- Your instructions:
Line filter on the word "steps": copy each matching line from the entries.
———
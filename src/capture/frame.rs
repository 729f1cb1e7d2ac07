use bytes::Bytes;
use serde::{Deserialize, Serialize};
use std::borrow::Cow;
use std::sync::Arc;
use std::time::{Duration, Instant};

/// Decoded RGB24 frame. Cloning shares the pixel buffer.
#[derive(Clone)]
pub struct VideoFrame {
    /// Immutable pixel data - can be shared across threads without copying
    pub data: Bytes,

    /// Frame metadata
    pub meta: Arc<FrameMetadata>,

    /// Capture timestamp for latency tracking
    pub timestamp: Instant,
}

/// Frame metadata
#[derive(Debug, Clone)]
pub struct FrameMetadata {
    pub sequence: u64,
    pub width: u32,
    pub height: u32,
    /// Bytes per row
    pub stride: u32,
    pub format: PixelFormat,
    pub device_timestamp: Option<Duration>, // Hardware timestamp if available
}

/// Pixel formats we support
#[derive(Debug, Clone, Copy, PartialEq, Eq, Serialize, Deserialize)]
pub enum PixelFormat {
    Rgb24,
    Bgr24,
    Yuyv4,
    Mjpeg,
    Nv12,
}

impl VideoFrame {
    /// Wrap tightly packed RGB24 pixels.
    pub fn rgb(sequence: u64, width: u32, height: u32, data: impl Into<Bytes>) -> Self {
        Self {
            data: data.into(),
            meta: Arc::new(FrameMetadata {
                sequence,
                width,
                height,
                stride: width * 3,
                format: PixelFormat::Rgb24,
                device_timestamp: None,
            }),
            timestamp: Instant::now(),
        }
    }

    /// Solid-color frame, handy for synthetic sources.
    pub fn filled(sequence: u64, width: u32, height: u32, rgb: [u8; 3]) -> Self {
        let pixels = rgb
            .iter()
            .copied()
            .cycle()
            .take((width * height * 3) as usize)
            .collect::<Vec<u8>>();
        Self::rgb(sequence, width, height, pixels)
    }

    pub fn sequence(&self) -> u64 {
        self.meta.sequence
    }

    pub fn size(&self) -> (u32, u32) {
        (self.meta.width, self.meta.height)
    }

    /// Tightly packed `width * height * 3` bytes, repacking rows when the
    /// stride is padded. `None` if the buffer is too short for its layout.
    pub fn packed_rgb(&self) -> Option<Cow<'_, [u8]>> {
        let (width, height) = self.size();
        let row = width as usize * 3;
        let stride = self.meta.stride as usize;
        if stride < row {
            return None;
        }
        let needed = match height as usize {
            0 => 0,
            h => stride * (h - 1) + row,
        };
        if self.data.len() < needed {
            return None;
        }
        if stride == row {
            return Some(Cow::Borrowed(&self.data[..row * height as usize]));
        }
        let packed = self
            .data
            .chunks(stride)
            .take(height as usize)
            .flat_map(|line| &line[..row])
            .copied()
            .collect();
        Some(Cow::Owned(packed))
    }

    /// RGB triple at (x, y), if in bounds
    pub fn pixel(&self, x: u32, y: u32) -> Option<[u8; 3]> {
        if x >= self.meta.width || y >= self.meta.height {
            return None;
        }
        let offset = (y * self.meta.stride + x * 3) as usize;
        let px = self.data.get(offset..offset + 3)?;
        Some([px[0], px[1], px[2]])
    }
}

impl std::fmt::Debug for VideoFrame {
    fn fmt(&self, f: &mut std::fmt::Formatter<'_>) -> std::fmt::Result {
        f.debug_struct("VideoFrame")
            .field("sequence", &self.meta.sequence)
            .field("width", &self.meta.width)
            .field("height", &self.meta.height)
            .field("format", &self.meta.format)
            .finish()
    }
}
———
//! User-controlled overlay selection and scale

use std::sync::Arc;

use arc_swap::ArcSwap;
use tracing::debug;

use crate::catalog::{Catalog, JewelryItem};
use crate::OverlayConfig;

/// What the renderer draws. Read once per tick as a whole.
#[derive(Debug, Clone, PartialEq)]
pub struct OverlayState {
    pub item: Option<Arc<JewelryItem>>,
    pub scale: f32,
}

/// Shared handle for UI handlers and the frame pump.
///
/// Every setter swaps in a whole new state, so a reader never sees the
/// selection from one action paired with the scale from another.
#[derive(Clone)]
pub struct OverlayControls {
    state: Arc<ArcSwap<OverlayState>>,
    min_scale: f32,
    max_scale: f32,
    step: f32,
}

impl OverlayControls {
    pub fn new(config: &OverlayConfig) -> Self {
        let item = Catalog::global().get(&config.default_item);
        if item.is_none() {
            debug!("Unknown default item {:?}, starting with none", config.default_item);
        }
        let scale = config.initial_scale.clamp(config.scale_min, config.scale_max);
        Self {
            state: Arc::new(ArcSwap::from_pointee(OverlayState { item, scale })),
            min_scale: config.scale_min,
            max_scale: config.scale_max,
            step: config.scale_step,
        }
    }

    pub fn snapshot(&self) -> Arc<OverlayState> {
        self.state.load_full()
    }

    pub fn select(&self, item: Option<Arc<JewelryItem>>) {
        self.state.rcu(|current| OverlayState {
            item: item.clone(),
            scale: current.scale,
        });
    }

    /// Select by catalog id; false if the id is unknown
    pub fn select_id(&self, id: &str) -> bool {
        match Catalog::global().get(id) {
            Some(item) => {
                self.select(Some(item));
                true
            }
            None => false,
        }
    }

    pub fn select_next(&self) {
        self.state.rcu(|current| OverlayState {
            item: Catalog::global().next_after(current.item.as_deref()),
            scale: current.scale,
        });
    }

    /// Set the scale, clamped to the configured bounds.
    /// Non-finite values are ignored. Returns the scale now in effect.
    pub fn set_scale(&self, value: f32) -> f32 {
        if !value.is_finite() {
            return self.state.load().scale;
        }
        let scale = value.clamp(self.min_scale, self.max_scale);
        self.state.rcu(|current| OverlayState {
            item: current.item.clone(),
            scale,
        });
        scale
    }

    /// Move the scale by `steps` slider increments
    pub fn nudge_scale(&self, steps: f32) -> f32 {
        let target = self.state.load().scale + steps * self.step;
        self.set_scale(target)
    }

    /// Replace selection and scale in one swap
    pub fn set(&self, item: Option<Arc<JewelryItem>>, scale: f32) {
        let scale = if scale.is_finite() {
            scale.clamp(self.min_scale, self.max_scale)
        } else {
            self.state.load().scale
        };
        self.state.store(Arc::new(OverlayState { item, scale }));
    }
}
———
- Result:
    /// Move the scale by `steps` slider increments
    pub fn nudge_scale(&self, steps: f32) -> f32 {
        let target = self.state.load().scale + steps * self.step;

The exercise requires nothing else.